The R1.74-billion project uses a conventional carbon-in-leach circuit with a proprietary preoxidation process through which one-million tons of tailings is processed a month at an all-in sustaining cost (AISC) of production of between $650/oz and $700/oz. The 14-year-life, 40-employee Elikhulu, which is performing better than expected, is producing at a rate of 55 000 oz/y of gold.

In the 12 months to June 30, total gold production of the London Aim- and JSE-listed company rose by 54.1% to 172 442 oz, exceeding full- year production guidance of 170 000 oz, and AISCs per ounce fell by 27.2% to $988/oz.

In a video interview with Mining Weekly, Pan African CEO Cobus Loots said the envisaged solar plant would fully satisfy the electricity needs of Elikhulu.

“If there’s one site which we think makes total sense for solar, it’s Elikhulu. It doesn’t use that much electricity – we can pretty much support all of it via this plant. Let’s wait for the results of the feasibility and we’ll take it from there,” he added.

Pan African is constantly looking at ways of optimising electricity use throughout the group, which will continue.
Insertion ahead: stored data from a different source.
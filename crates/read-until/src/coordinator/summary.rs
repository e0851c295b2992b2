use crate::{ActionKind, ActionOutcome, ChannelCache, WorkUnit};
use std::collections::BTreeMap;
use tokio::time::{Duration, Instant};

const INTERVAL: Duration = Duration::from_secs(1);

/// Rolling one-second window of inbound activity, logged at `info`.
pub(super) struct IntervalSummary {
    since: Instant,
    chunks: u64,
    samples_behind: u64,
    raw_bytes: usize,
    responses: BTreeMap<(&'static str, &'static str), u64>,
}

impl IntervalSummary {
    pub(super) fn new() -> Self {
        Self {
            since: Instant::now(),
            chunks: 0,
            samples_behind: 0,
            raw_bytes: 0,
            responses: BTreeMap::new(),
        }
    }

    pub(super) fn record_chunk(&mut self, unit: &WorkUnit, acquired: u64) {
        self.chunks += 1;
        self.samples_behind += acquired.saturating_sub(unit.chunk_start_sample);
        self.raw_bytes += unit.payload.len();
    }

    pub(super) fn record_response(&mut self, kind: ActionKind, outcome: ActionOutcome) {
        let outcome = match outcome {
            ActionOutcome::Success => "success",
            ActionOutcome::AlreadyFinished => "already_finished",
            ActionOutcome::Unacknowledged => "unacknowledged",
            ActionOutcome::Cancelled => "cancelled",
        };
        *self.responses.entry((kind.name(), outcome)).or_default() += 1;
    }

    /// Logs and resets the window once it is at least a second old.
    pub(super) fn maybe_emit(&mut self, cache: &ChannelCache) {
        if self.since.elapsed() < INTERVAL {
            return;
        }

        let stats = cache.stats();
        let behind = self.samples_behind.checked_div(self.chunks).unwrap_or(0);
        tracing::info!(
            "Interval update: {} chunks, average {behind} samples behind, {:.2} MB raw data, \
             {} items cached, {} items missed, {} chunks replaced",
            self.chunks,
            self.raw_bytes as f64 / 1024.0 / 1024.0,
            cache.len(),
            stats.missed,
            stats.replaced,
        );
        if !self.responses.is_empty() {
            tracing::info!("Response summary: {:?}", self.responses);
        }

        *self = Self::new();
    }
}
//! The seam between the client runtime and the wire.
//!
//! A [`Transport`] opens one bidirectional session at a time and splits it into
//! an [`OutboundSink`] driven by the outbound loop and an [`InboundSource`]
//! driven by the inbound loop. Implementations own serialization,
//! authentication and connection setup; the runtime only sees the messages
//! below.

use crate::{ActionAck, ActionRequest, ChannelId, Result, StreamSetup, WorkUnit};
use core::future::Future;

/// A message the client sends to the server.
#[derive(Debug, Clone, PartialEq)]
pub enum OutboundMessage {
    Setup(StreamSetup),
    Actions(Vec<ActionRequest>),
}

/// A message the server sends to the client.
#[derive(Debug, Clone, Default, PartialEq)]
pub struct InboundMessage {
    /// Acquisition clock, never decreasing within a session.
    pub samples_since_start: u64,
    pub seconds_since_start: f64,
    /// New data, only for channels that have some.
    pub units: Vec<(ChannelId, WorkUnit)>,
    pub acks: Vec<ActionAck>,
}

/// Opens sessions with the server.
pub trait Transport: Send + Sync + 'static {
    type Sink: OutboundSink;
    type Source: InboundSource;

    /// Establishes a new stream.
    ///
    /// # Errors
    ///
    /// [`Error::Transport`](crate::Error::Transport) for failures worth
    /// retrying; anything else ends the session.
    fn connect(&self) -> impl Future<Output = Result<(Self::Sink, Self::Source)>> + Send;
}

/// Sending half of a session.
pub trait OutboundSink: Send + 'static {
    fn send(&mut self, message: OutboundMessage) -> impl Future<Output = Result<()>> + Send;
}

/// Receiving half of a session.
pub trait InboundSource: Send + 'static {
    /// Waits for the next message. `Ok(None)` means the server closed the
    /// stream.
    fn receive(&mut self) -> impl Future<Output = Result<Option<InboundMessage>>> + Send;
}
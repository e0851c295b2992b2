//! Error types for the read-until client runtime.
//!
//! Per-message problems (`OutOfRange`, `OutOfOrderChunk`) are counted and
//! dropped by the stream coordinator; they only reach callers that use the
//! cache directly. `QueueFull` and `NotRunning` are returned synchronously to
//! whoever issued the action. Transport failures are retried by the
//! coordinator and only escalate to [`Error::FatalTransport`] once the
//! reconnect budget is spent.
//!
//! Actions that never receive a server response are not errors: they resolve
//! with [`ActionOutcome::Unacknowledged`] or [`ActionOutcome::Cancelled`].
//!
//! [`ActionOutcome::Unacknowledged`]: crate::ActionOutcome::Unacknowledged
//! [`ActionOutcome::Cancelled`]: crate::ActionOutcome::Cancelled

use crate::ChannelId;

pub type Result<T, E = Error> = core::result::Result<T, E>;

/// All errors the client runtime can produce.
#[derive(Clone, thiserror::Error, Debug, PartialEq, Eq)]
#[non_exhaustive]
pub enum Error {
    /// A chunk arrived for a channel outside the configured range.
    #[error("Channel {channel} is outside the configured range {first}..={last}")]
    OutOfRange {
        channel: ChannelId,
        first: ChannelId,
        last: ChannelId,
    },

    /// A chunk of the cached item arrived with a sequence number that does not
    /// advance past the one already stored.
    #[error("Out-of-order chunk on channel {channel}: sequence {received} after {last}")]
    OutOfOrderChunk {
        channel: ChannelId,
        last: u64,
        received: u64,
    },

    /// The action queue reached its configured bound of unsent requests.
    #[error("Action queue is full ({capacity} pending)")]
    QueueFull { capacity: usize },

    /// An action was requested while the session is not running.
    #[error("Client is not running")]
    NotRunning,

    /// A recoverable transport failure. The coordinator reconnects.
    #[error("Transport error: {context}")]
    Transport { context: String },

    /// The server sent something the client cannot interpret.
    #[error("Protocol violation: {reason}")]
    Protocol { reason: String },

    /// The session cannot continue: the retry budget is exhausted or the
    /// failure is not recoverable.
    #[error("Fatal transport error after {attempts} attempt(s): {context}")]
    FatalTransport { context: String, attempts: u32 },

    /// The client was started while a previous session is still stopping.
    #[error("Client is still stopping")]
    Stopping,

    /// The client was started outside a tokio runtime.
    #[error("No tokio runtime available to drive the stream")]
    NoRuntime,

    /// The configuration failed validation.
    #[error("Invalid configuration: {reason}")]
    InvalidConfig { reason: String },
}

impl Error {
    /// Whether the coordinator may recover from this error by reconnecting.
    pub const fn is_retryable(&self) -> bool {
        matches!(self, Self::Transport { .. })
    }
}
On growth plans, Loots said: “We don’t have to grow to realise value for shareholders. If we simply run our own portfolio in a reasonably good manner, you’ll see the value to shareholders come through.

“That said, we continue to look at opportunities – we would be silly not to – and every time we do so, we learn a little bit more about our own assets also.”

Forty per cent of Pan African’s gold now comes from surface operations and there are more tailings opportunities.

But that is not stopping the company from picking low-hanging underground fruit, with the Egoli underground project at Evander presenting itself as a near-term growth opportunity.

“If our Egoli project was anywhere else in the world, it probably would be listed by itself and have a decent market capitalisation, especially if it had the ability to deliver and actually bring the project on stream.

“I don’t think anywhere else you can get 100 000 oz of production for about $40-million of capital.

“Clearly, we’re being quite circumspect about Egoli at the moment. We’ve done very positive studies and we’re awaiting a further optimised study by the end of September, when we start discussing the project with shareholders and with others,” Loots told Mining Weekly.

Much geological work to support the reserve and the resource has been done.

“Being quite sceptical, we even went so far as to drill another hole from surface into Egoli.

“We intersected the reef at a depth of just over 2 km. Five deflections also intersected the reef. The orebody is there,” he said.